*** Begin section ***

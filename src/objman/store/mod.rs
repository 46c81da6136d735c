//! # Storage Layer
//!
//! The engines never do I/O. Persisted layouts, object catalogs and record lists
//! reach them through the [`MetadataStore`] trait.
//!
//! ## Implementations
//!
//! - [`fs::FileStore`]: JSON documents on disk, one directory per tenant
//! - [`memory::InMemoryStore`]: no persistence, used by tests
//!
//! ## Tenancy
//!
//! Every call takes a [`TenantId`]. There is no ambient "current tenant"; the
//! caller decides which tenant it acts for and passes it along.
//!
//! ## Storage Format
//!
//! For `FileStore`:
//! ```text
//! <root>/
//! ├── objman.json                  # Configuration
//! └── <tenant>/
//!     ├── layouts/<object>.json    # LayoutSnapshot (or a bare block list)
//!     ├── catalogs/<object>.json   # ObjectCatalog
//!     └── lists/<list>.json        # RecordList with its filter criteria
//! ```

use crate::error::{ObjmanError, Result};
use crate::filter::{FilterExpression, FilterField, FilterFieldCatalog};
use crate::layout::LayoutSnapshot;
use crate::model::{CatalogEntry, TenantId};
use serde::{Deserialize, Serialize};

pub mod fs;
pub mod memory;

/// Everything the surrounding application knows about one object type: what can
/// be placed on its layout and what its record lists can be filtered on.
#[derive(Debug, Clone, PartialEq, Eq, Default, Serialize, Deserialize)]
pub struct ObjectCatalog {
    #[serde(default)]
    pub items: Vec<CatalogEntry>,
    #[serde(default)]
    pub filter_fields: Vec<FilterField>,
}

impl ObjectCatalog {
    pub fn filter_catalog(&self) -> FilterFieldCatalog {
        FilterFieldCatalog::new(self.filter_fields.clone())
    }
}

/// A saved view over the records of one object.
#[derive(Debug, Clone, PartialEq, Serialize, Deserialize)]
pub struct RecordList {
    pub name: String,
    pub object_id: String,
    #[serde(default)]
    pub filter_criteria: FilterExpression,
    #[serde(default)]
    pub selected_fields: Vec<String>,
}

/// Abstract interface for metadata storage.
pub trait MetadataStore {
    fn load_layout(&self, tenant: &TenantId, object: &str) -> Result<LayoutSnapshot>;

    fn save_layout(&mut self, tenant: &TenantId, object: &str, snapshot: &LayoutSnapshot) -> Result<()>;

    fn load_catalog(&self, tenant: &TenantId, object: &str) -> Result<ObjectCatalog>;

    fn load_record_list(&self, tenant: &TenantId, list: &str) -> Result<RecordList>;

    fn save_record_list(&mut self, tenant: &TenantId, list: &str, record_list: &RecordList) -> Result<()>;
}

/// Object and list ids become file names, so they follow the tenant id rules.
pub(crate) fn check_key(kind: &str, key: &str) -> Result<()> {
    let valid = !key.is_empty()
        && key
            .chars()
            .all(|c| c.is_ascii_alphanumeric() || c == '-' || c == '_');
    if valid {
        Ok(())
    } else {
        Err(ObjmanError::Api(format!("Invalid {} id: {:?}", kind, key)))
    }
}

*** End section ***
*** Begin section ***

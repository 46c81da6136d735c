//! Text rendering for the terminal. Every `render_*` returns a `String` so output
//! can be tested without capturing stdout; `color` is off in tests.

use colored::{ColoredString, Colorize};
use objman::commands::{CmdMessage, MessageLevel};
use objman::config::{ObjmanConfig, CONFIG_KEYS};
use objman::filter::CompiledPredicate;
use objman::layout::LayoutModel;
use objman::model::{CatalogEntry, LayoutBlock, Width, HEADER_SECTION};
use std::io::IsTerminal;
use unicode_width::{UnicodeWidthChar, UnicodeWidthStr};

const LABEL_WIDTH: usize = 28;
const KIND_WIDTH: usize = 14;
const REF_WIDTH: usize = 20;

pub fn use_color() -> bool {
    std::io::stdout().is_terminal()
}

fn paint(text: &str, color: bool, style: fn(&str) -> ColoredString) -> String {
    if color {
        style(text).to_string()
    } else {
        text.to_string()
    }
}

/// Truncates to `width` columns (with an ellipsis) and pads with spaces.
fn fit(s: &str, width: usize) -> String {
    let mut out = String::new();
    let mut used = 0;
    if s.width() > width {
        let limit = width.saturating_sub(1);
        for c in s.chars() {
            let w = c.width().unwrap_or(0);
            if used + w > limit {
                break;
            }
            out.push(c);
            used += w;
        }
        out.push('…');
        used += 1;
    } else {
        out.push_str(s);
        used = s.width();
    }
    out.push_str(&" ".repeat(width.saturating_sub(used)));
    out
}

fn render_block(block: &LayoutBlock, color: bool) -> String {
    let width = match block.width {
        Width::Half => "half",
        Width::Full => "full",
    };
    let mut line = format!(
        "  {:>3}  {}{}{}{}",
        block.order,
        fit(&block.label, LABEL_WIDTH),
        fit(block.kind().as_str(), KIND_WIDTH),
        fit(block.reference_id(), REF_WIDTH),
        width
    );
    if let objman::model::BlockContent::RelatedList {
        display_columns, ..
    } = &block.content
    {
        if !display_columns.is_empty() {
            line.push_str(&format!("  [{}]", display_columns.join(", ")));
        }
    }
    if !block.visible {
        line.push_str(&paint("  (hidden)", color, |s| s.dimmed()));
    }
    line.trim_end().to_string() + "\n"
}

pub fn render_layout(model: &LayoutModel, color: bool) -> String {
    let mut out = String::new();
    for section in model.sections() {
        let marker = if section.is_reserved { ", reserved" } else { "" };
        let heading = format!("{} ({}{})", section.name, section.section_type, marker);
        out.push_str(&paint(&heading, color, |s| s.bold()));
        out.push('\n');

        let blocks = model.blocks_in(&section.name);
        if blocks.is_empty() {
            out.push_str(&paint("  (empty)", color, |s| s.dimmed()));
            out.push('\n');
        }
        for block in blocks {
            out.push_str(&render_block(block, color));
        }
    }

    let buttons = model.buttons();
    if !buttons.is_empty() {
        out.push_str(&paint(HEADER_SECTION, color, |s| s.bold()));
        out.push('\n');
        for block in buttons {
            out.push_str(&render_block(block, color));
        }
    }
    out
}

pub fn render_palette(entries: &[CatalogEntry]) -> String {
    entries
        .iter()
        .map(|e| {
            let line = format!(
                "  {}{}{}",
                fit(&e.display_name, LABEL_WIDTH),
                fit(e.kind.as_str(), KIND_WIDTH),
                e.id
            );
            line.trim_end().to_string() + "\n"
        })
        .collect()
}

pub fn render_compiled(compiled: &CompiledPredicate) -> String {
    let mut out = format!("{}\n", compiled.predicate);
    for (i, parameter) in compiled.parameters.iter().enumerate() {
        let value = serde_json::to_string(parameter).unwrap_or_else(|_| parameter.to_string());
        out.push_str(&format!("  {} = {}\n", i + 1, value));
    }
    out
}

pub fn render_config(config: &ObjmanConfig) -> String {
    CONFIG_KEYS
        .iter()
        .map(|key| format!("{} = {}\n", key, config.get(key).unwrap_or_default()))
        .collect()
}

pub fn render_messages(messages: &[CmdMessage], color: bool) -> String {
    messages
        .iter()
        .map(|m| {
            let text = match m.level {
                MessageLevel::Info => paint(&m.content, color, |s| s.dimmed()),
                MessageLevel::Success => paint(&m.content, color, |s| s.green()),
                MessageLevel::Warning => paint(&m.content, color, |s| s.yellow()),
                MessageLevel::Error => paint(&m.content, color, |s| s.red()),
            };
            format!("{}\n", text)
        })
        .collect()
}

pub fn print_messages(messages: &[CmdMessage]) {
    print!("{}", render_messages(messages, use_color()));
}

*** End section ***
*** Begin section ***

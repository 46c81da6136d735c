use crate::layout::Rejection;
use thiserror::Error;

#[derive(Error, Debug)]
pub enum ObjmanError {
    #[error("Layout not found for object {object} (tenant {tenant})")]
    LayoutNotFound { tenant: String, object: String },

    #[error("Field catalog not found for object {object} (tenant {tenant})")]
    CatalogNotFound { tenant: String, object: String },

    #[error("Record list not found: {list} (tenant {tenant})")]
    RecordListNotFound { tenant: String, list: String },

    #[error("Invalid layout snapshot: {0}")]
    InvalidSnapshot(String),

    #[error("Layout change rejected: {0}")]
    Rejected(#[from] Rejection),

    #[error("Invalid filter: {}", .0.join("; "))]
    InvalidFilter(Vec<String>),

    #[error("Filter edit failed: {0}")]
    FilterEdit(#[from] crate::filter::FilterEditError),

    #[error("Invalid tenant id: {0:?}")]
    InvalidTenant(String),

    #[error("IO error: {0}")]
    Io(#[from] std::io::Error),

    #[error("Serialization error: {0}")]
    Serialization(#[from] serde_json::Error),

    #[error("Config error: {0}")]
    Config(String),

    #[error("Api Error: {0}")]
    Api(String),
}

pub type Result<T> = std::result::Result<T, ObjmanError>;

*** End section ***

WHAT IS EXPECTED —
Could you repeat exactly the lines in the listing above from the one with "i + 1, value));" down to the one with "MessageLevel::Info => paint(&m.content, color, |s|"? Include both of those lines.

THE ANSWER —
        out.push_str(&format!("  {} = {}\n", i + 1, value));
    }
    out
}

pub fn render_config(config: &ObjmanConfig) -> String {
    CONFIG_KEYS
        .iter()
        .map(|key| format!("{} = {}\n", key, config.get(key).unwrap_or_default()))
        .collect()
}

pub fn render_messages(messages: &[CmdMessage], color: bool) -> String {
    messages
        .iter()
        .map(|m| {
            let text = match m.level {
                MessageLevel::Info => paint(&m.content, color, |s| s.dimmed()),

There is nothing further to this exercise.